CI.N Podcast Host Sean Lally interviews Pashley’s Managing Director Adrian Williams to explore how B2B and utility bikes has been core to its success and even to its survival.
Listen to the podcast here: Cycling Industry News Podcast
Pashley has seen considerable successes in that market in recent decades, including the Mailstar cargo bike for Royal Mail for over four decades and more recently with bike share and cycle hire schemes in London and Birmingham. Williams explains how Pashley’s founder intended for the company to “not go into the volume area, by working in the niches of the industry from the start… To this day, Pashley supplies both to the consumer through bicycle retailers and distributors overseas, but also to business.”
While its bike ranges over the years have even included motorised trikes in the 1950s… “In the 2000s, we really focused on our roots, those classic style bicycles that we have become very well known for…
“Pashley was serving Royal Mail for 40 years and it contributed well over half our turnover at one point. When they decided to move away from the bicycle and go to trolleys we had to find another area to sustain the business. We’d done some work with Serco and the London bike share business and they asked us if we’d like to design and manufacture a bike for them. It was a 100%, from the ground-up design, using some of the iconic design of the existing bike. That went into service in 2017 and it led to an European award… and business with Transport for West Midlands in Birmingham. It changed our business quite considerably.”
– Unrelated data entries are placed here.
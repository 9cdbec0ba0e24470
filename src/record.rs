//! Record types flowing through a crawl cycle
//!
//! A [`ListingItem`] is produced from one element of a listing page. The
//! cascade turns it into a [`DetailRecord`], which carries one value slot and
//! exactly one [`Provenance`] tag per declared field.

use chrono::{DateTime, Utc};
use serde::{Deserialize, Serialize};
use std::collections::BTreeMap;
use std::fmt;

/// A single extracted value
#[derive(Debug, Clone, PartialEq, Serialize, Deserialize)]
#[serde(untagged)]
pub enum FieldValue {
    Flag(bool),
    Text(String),
    List(Vec<String>),
    Map(BTreeMap<String, String>),
}

impl FieldValue {
    /// Returns true if the value carries no information
    ///
    /// Blank text, empty lists and empty maps are empty. A flag is never
    /// empty: `false` is an answer.
    pub fn is_empty(&self) -> bool {
        match self {
            Self::Flag(_) => false,
            Self::Text(s) => s.trim().is_empty(),
            Self::List(items) => items.iter().all(|s| s.trim().is_empty()),
            Self::Map(map) => map.is_empty(),
        }
    }

    /// Wraps a value, mapping empty values to `None`
    pub fn non_empty(self) -> Option<Self> {
        if self.is_empty() {
            None
        } else {
            Some(self)
        }
    }

    pub fn as_text(&self) -> Option<&str> {
        match self {
            Self::Text(s) => Some(s.as_str()),
            _ => None,
        }
    }

    pub fn as_flag(&self) -> Option<bool> {
        match self {
            Self::Flag(b) => Some(*b),
            _ => None,
        }
    }

    /// Flattens the value into plain text (lists and maps are joined)
    pub fn to_plain_text(&self) -> String {
        match self {
            Self::Flag(b) => b.to_string(),
            Self::Text(s) => s.clone(),
            Self::List(items) => items.join(", "),
            Self::Map(map) => map
                .iter()
                .map(|(k, v)| format!("{}: {}", k, v))
                .collect::<Vec<_>>()
                .join("; "),
        }
    }
}

impl From<&str> for FieldValue {
    fn from(s: &str) -> Self {
        Self::Text(s.to_string())
    }
}

impl From<String> for FieldValue {
    fn from(s: String) -> Self {
        Self::Text(s)
    }
}

impl From<bool> for FieldValue {
    fn from(b: bool) -> Self {
        Self::Flag(b)
    }
}

/// Which cascade stage produced a field's final value
#[derive(Debug, Clone, Copy, PartialEq, Eq, Hash, PartialOrd, Ord, Serialize, Deserialize)]
#[serde(rename_all = "lowercase")]
pub enum Provenance {
    Structural,
    Pattern,
    Heuristic,
    Enrichment,
    Unresolved,
}

impl Provenance {
    pub fn as_str(&self) -> &'static str {
        match self {
            Self::Structural => "structural",
            Self::Pattern => "pattern",
            Self::Heuristic => "heuristic",
            Self::Enrichment => "enrichment",
            Self::Unresolved => "unresolved",
        }
    }

    pub fn from_db_string(s: &str) -> Option<Self> {
        match s {
            "structural" => Some(Self::Structural),
            "pattern" => Some(Self::Pattern),
            "heuristic" => Some(Self::Heuristic),
            "enrichment" => Some(Self::Enrichment),
            "unresolved" => Some(Self::Unresolved),
            _ => None,
        }
    }
}

impl fmt::Display for Provenance {
    fn fmt(&self, f: &mut fmt::Formatter<'_>) -> fmt::Result {
        f.write_str(self.as_str())
    }
}

/// Raw values extracted from one listing-page element
#[derive(Debug, Clone, Default, PartialEq)]
pub struct ListingItem {
    /// Field name -> non-empty raw value
    pub fields: BTreeMap<String, FieldValue>,

    /// Absolute detail-page URL, when the listing schema declares one
    pub detail_url: Option<String>,
}

impl ListingItem {
    pub fn get(&self, name: &str) -> Option<&FieldValue> {
        self.fields.get(name)
    }

    pub fn text(&self, name: &str) -> Option<&str> {
        self.fields.get(name).and_then(FieldValue::as_text)
    }
}

/// Location details produced by the geo collaborator
#[derive(Debug, Clone, Default, PartialEq, Serialize, Deserialize)]
pub struct GeoInfo {
    pub city: Option<String>,
    pub region: Option<String>,
    pub latitude: Option<f64>,
    pub longitude: Option<f64>,
    pub is_remote: bool,
}

/// A fully resolved offer, ready for export
#[derive(Debug, Clone, PartialEq, Serialize, Deserialize)]
pub struct DetailRecord {
    /// Name of the source that produced this record
    pub source: String,

    /// The source's unique identifier for the item
    pub unique_id: String,

    /// Detail-page URL the record was resolved from
    pub url: Option<String>,

    /// Field name -> resolved value (`None` when unresolved)
    pub fields: BTreeMap<String, Option<FieldValue>>,

    /// Field name -> cascade stage that produced the value
    pub provenance: BTreeMap<String, Provenance>,

    /// Category label from the classifier
    pub category: Option<String>,

    /// Location details from the geo collaborator
    pub geo: GeoInfo,

    pub scraped_at: DateTime<Utc>,
}

impl DetailRecord {
    pub fn new(source: &str, unique_id: &str, url: Option<String>) -> Self {
        Self {
            source: source.to_string(),
            unique_id: unique_id.to_string(),
            url,
            fields: BTreeMap::new(),
            provenance: BTreeMap::new(),
            category: None,
            geo: GeoInfo::default(),
            scraped_at: Utc::now(),
        }
    }

    /// Sets a field together with its provenance tag
    ///
    /// An empty value is stored as `None` and tagged unresolved, so the
    /// "unresolved implies null" rule holds no matter what the caller passes.
    pub fn set(&mut self, name: &str, value: Option<FieldValue>, provenance: Provenance) {
        let value = value.and_then(FieldValue::non_empty);
        let provenance = match value {
            Some(_) if provenance == Provenance::Unresolved => Provenance::Structural,
            Some(_) => provenance,
            None => Provenance::Unresolved,
        };
        self.fields.insert(name.to_string(), value);
        self.provenance.insert(name.to_string(), provenance);
    }

    pub fn get(&self, name: &str) -> Option<&FieldValue> {
        self.fields.get(name).and_then(Option::as_ref)
    }

    pub fn text(&self, name: &str) -> Option<&str> {
        self.get(name).and_then(FieldValue::as_text)
    }

    pub fn provenance_of(&self, name: &str) -> Option<Provenance> {
        self.provenance.get(name).copied()
    }

    /// Names of fields that are still unresolved, in name order
    pub fn unresolved_fields(&self) -> Vec<String> {
        self.provenance
            .iter()
            .filter(|(_, p)| **p == Provenance::Unresolved)
            .map(|(name, _)| name.clone())
            .collect()
    }
}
Lalley also asks the Pashley boss about some of the challenges of the current market, discussing how even a UK manufacturer wasn’t able to avoid the supply challenges of recent years: “The last time I checked, we use 180 UK suppliers, service providers, etc. But you only need that one part coming from overseas that can mess up your production.”
Williams also touches on legislation challenges affecting the last mile market as well as the difficulties that Brexit has delivered: “It’s been a bit of a nightmare, I have to say that. Mainly with all the extra administration and the cost that brings.”